Tuesday, December 30, 2014

Zip Pouches

At the Seattle MQG retreat a few months ago I had the chance to watch several people making zip pouches using the wide open zippered pouch tutorial by Noodle-Head. 

I decided to give it a try myself after I returned home and really like how my pouch turned out.  I made two simple improv panels and quickly had a cute zip pouch. 

The tutorial is easy to follow and adapt for various sizes pouches. I made a second one with some scrappy herringbone panels for our annual holiday party swap. I'll be making lots more of these pouches in the future since they are great little gifts. 

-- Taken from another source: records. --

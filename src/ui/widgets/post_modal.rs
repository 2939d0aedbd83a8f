use crate::api::POST_CHAR_LIMIT;
use crate::app::PostModal;
use crate::state::OpState;
use crate::ui::widgets::center_rect;
use crate::ui::Palette;
use ratatui::{
    layout::{Constraint, Direction, Layout, Rect},
    style::{Modifier, Style},
    text::{Line, Span},
    widgets::{Block, Borders, Clear, Paragraph, Wrap},
    Frame,
};

pub fn render(frame: &mut Frame, area: Rect, modal: &PostModal, palette: &Palette) {
    let modal_area = center_rect(60, 50, area);
    frame.render_widget(Clear, modal_area);

    let block = Block::default()
        .borders(Borders::ALL)
        .border_style(Style::default().fg(palette.accent))
        .title(" Post to Twitter Clone ");
    let inner = block.inner(modal_area);
    frame.render_widget(block, modal_area);

    let chunks = Layout::default()
        .direction(Direction::Vertical)
        .constraints([
            Constraint::Min(3),
            Constraint::Length(1),
            Constraint::Length(1),
            Constraint::Length(1),
        ])
        .split(inner);

    render_draft(frame, chunks[0], modal, palette);
    render_counter(frame, chunks[1], modal, palette);
    render_op_state(frame, chunks[2], modal, palette);

    let hints = Paragraph::new(Line::from(Span::styled(
        "Enter to post | Esc to cancel | type to edit",
        Style::default().fg(palette.dim),
    )));
    frame.render_widget(hints, chunks[3]);
}

fn render_draft(frame: &mut Frame, area: Rect, modal: &PostModal, palette: &Palette) {
    let mut spans = vec![Span::styled(
        modal.draft.as_str(),
        Style::default().fg(palette.text),
    )];
    if !modal.op.is_pending() {
        spans.push(Span::styled("█", Style::default().fg(palette.accent)));
    }
    let paragraph = Paragraph::new(Line::from(spans)).wrap(Wrap { trim: false });
    frame.render_widget(paragraph, area);
}

fn render_counter(frame: &mut Frame, area: Rect, modal: &PostModal, palette: &Palette) {
    let len = modal.draft_len();
    let style = if len > POST_CHAR_LIMIT {
        Style::default()
            .fg(palette.error)
            .add_modifier(Modifier::BOLD)
    } else if len > POST_CHAR_LIMIT - 20 {
        Style::default().fg(palette.warn)
    } else {
        Style::default().fg(palette.dim)
    };
    let counter = Paragraph::new(Line::from(Span::styled(
        format!("{}/{}", len, POST_CHAR_LIMIT),
        style,
    )));
    frame.render_widget(counter, area);
}

fn render_op_state(frame: &mut Frame, area: Rect, modal: &PostModal, palette: &Palette) {
    let line = match modal.op.state() {
        OpState::Pending => Line::from(Span::styled(
            "Posting...",
            Style::default().fg(palette.warn),
        )),
        OpState::Failure(err) => Line::from(Span::styled(
            err.user_message(),
            Style::default().fg(palette.error),
        )),
        _ => Line::from(""),
    };
    frame.render_widget(Paragraph::new(line), area);
}
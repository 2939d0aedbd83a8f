pub mod async_op;
pub mod collection;

pub use async_op::{AsyncOp, OpState, OpToken};
pub use collection::{RemoteCollection, RemoteItem};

Saturday, December 27, 2014

Baby quilts

I enjoy making baby quilts. The small size means they are fast finishes and everyone is always so happy to welcome a new baby. 

A very dear friend of mine (I've known her since middle school) is expecting her first child any day now. I thought a half square triangle quilt would be perfect for her baby boy. This was the fastest quilt to make. It took me about some six hours start to finish. I love the way it turned out and can't wait to meet her new little boy.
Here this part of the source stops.